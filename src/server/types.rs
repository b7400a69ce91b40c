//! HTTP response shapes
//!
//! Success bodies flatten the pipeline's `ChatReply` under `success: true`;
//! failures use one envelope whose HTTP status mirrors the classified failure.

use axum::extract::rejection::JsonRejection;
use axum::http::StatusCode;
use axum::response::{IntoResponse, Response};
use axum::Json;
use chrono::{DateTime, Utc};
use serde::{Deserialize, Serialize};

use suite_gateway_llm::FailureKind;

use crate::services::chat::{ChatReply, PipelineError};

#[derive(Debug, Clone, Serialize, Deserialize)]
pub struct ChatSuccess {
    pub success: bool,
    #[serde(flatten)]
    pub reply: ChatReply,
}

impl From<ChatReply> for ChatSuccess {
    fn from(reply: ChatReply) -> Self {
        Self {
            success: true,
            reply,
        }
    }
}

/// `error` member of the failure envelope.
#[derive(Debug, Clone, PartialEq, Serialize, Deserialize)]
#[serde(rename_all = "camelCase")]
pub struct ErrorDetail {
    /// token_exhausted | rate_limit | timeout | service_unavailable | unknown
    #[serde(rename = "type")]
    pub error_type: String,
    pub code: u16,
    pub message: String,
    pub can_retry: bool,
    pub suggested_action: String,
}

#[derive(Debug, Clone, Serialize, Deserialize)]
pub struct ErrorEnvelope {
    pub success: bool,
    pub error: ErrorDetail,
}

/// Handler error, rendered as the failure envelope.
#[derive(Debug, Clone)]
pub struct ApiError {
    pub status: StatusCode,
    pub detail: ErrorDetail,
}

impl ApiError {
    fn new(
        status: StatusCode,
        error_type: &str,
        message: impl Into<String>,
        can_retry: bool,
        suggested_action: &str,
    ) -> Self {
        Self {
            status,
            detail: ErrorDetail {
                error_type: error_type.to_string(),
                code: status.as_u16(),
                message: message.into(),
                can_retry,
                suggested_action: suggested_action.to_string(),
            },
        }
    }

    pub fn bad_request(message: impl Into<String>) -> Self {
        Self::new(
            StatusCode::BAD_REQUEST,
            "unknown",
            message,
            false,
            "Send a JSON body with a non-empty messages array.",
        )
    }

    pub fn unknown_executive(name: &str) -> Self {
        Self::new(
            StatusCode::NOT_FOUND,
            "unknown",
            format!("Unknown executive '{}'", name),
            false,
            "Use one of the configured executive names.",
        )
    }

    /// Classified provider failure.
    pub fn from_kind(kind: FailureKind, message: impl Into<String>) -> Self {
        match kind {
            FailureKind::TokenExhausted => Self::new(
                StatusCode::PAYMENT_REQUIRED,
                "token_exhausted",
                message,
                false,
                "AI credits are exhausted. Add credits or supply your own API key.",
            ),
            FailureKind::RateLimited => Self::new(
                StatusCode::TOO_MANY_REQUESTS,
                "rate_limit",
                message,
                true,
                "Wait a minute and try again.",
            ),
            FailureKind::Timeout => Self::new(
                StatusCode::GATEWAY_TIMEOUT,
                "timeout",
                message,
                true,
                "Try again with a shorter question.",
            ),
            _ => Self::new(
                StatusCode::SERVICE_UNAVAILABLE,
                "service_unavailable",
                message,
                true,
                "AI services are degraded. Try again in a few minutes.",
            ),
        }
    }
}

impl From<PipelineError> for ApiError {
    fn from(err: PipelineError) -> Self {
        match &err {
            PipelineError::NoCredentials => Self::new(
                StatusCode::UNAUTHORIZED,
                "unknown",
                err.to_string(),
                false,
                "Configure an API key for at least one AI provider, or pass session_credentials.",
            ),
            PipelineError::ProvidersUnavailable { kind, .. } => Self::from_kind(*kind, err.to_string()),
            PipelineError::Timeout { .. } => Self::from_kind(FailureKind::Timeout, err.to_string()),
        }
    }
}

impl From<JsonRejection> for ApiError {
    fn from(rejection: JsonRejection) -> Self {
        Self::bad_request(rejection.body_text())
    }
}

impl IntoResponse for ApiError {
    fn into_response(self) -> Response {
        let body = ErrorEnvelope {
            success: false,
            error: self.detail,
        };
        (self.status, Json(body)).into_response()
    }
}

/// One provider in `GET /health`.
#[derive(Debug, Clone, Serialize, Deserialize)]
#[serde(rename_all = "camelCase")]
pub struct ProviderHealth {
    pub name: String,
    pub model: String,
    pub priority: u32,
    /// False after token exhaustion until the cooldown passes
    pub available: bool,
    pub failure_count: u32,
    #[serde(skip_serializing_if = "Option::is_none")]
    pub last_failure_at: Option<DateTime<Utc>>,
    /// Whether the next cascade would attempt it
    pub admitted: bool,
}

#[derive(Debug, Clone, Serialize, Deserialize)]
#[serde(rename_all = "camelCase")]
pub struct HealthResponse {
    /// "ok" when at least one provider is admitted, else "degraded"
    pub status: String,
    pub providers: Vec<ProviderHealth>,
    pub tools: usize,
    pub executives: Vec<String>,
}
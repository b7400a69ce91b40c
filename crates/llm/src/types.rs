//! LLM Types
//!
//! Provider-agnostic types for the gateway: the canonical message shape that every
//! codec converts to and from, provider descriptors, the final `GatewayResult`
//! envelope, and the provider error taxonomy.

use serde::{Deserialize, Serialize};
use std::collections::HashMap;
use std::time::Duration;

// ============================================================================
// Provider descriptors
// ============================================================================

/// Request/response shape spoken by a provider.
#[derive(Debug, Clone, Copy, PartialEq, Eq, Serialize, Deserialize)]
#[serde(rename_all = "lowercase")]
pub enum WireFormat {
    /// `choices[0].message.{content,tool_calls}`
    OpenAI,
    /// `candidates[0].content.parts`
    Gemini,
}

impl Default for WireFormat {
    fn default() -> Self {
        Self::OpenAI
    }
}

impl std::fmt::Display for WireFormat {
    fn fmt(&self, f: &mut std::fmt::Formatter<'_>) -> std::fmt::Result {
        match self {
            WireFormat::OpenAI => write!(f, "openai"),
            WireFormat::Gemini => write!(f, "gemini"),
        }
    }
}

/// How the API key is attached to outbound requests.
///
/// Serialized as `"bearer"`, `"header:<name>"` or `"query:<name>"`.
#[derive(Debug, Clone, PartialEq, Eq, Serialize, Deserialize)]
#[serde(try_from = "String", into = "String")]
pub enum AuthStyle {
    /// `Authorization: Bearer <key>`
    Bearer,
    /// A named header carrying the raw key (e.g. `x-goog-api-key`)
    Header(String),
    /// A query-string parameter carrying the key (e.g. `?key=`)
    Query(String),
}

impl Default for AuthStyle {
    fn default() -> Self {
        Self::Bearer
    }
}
-.-.-
▶ _PROBLEM TO SOLVE_:
Your answer must be the full listing above, printed exactly as it stands.

▶ _SOLUTION_:
filename src/server/types.rs
repository b7400a69ce91b40c
//! HTTP response shapes
//!
//! Success bodies flatten the pipeline's `ChatReply` under `success: true`;
//! failures use one envelope whose HTTP status mirrors the classified failure.

use axum::extract::rejection::JsonRejection;
use axum::http::StatusCode;
use axum::response::{IntoResponse, Response};
use axum::Json;
use chrono::{DateTime, Utc};
use serde::{Deserialize, Serialize};

use suite_gateway_llm::FailureKind;

use crate::services::chat::{ChatReply, PipelineError};

#[derive(Debug, Clone, Serialize, Deserialize)]
pub struct ChatSuccess {
    pub success: bool,
    #[serde(flatten)]
    pub reply: ChatReply,
}

impl From<ChatReply> for ChatSuccess {
    fn from(reply: ChatReply) -> Self {
        Self {
            success: true,
            reply,
        }
    }
}

/// `error` member of the failure envelope.
#[derive(Debug, Clone, PartialEq, Serialize, Deserialize)]
#[serde(rename_all = "camelCase")]
pub struct ErrorDetail {
    /// token_exhausted | rate_limit | timeout | service_unavailable | unknown
    #[serde(rename = "type")]
    pub error_type: String,
    pub code: u16,
    pub message: String,
    pub can_retry: bool,
    pub suggested_action: String,
}

#[derive(Debug, Clone, Serialize, Deserialize)]
pub struct ErrorEnvelope {
    pub success: bool,
    pub error: ErrorDetail,
}

/// Handler error, rendered as the failure envelope.
#[derive(Debug, Clone)]
pub struct ApiError {
    pub status: StatusCode,
    pub detail: ErrorDetail,
}

impl ApiError {
    fn new(
        status: StatusCode,
        error_type: &str,
        message: impl Into<String>,
        can_retry: bool,
        suggested_action: &str,
    ) -> Self {
        Self {
            status,
            detail: ErrorDetail {
                error_type: error_type.to_string(),
                code: status.as_u16(),
                message: message.into(),
                can_retry,
                suggested_action: suggested_action.to_string(),
            },
        }
    }

    pub fn bad_request(message: impl Into<String>) -> Self {
        Self::new(
            StatusCode::BAD_REQUEST,
            "unknown",
            message,
            false,
            "Send a JSON body with a non-empty messages array.",
        )
    }

    pub fn unknown_executive(name: &str) -> Self {
        Self::new(
            StatusCode::NOT_FOUND,
            "unknown",
            format!("Unknown executive '{}'", name),
            false,
            "Use one of the configured executive names.",
        )
    }

    /// Classified provider failure.
    pub fn from_kind(kind: FailureKind, message: impl Into<String>) -> Self {
        match kind {
            FailureKind::TokenExhausted => Self::new(
                StatusCode::PAYMENT_REQUIRED,
                "token_exhausted",
                message,
                false,
                "AI credits are exhausted. Add credits or supply your own API key.",
            ),
            FailureKind::RateLimited => Self::new(
                StatusCode::TOO_MANY_REQUESTS,
                "rate_limit",
                message,
                true,
                "Wait a minute and try again.",
            ),
            FailureKind::Timeout => Self::new(
                StatusCode::GATEWAY_TIMEOUT,
                "timeout",
                message,
                true,
                "Try again with a shorter question.",
            ),
            _ => Self::new(
                StatusCode::SERVICE_UNAVAILABLE,
                "service_unavailable",
                message,
                true,
                "AI services are degraded. Try again in a few minutes.",
            ),
        }
    }
}

impl From<PipelineError> for ApiError {
    fn from(err: PipelineError) -> Self {
        match &err {
            PipelineError::NoCredentials => Self::new(
                StatusCode::UNAUTHORIZED,
                "unknown",
                err.to_string(),
                false,
                "Configure an API key for at least one AI provider, or pass session_credentials.",
            ),
            PipelineError::ProvidersUnavailable { kind, .. } => Self::from_kind(*kind, err.to_string()),
            PipelineError::Timeout { .. } => Self::from_kind(FailureKind::Timeout, err.to_string()),
        }
    }
}

impl From<JsonRejection> for ApiError {
    fn from(rejection: JsonRejection) -> Self {
        Self::bad_request(rejection.body_text())
    }
}

impl IntoResponse for ApiError {
    fn into_response(self) -> Response {
        let body = ErrorEnvelope {
            success: false,
            error: self.detail,
        };
        (self.status, Json(body)).into_response()
    }
}

/// One provider in `GET /health`.
#[derive(Debug, Clone, Serialize, Deserialize)]
#[serde(rename_all = "camelCase")]
pub struct ProviderHealth {
    pub name: String,
    pub model: String,
    pub priority: u32,
    /// False after token exhaustion until the cooldown passes
    pub available: bool,
    pub failure_count: u32,
    #[serde(skip_serializing_if = "Option::is_none")]
    pub last_failure_at: Option<DateTime<Utc>>,
    /// Whether the next cascade would attempt it
    pub admitted: bool,
}

#[derive(Debug, Clone, Serialize, Deserialize)]
#[serde(rename_all = "camelCase")]
pub struct HealthResponse {
    /// "ok" when at least one provider is admitted, else "degraded"
    pub status: String,
    pub providers: Vec<ProviderHealth>,
    pub tools: usize,
    pub executives: Vec<String>,
}
repository b7400a69ce91b40c
filename crates/llm/src/types.rs
//! LLM Types
//!
//! Provider-agnostic types for the gateway: the canonical message shape that every
//! codec converts to and from, provider descriptors, the final `GatewayResult`
//! envelope, and the provider error taxonomy.

use serde::{Deserialize, Serialize};
use std::collections::HashMap;
use std::time::Duration;

// ============================================================================
// Provider descriptors
// ============================================================================

/// Request/response shape spoken by a provider.
#[derive(Debug, Clone, Copy, PartialEq, Eq, Serialize, Deserialize)]
#[serde(rename_all = "lowercase")]
pub enum WireFormat {
    /// `choices[0].message.{content,tool_calls}`
    OpenAI,
    /// `candidates[0].content.parts`
    Gemini,
}

impl Default for WireFormat {
    fn default() -> Self {
        Self::OpenAI
    }
}

impl std::fmt::Display for WireFormat {
    fn fmt(&self, f: &mut std::fmt::Formatter<'_>) -> std::fmt::Result {
        match self {
            WireFormat::OpenAI => write!(f, "openai"),
            WireFormat::Gemini => write!(f, "gemini"),
        }
    }
}

/// How the API key is attached to outbound requests.
///
/// Serialized as `"bearer"`, `"header:<name>"` or `"query:<name>"`.
#[derive(Debug, Clone, PartialEq, Eq, Serialize, Deserialize)]
#[serde(try_from = "String", into = "String")]
pub enum AuthStyle {
    /// `Authorization: Bearer <key>`
    Bearer,
    /// A named header carrying the raw key (e.g. `x-goog-api-key`)
    Header(String),
    /// A query-string parameter carrying the key (e.g. `?key=`)
    Query(String),
}

impl Default for AuthStyle {
    fn default() -> Self {
        Self::Bearer
    }
}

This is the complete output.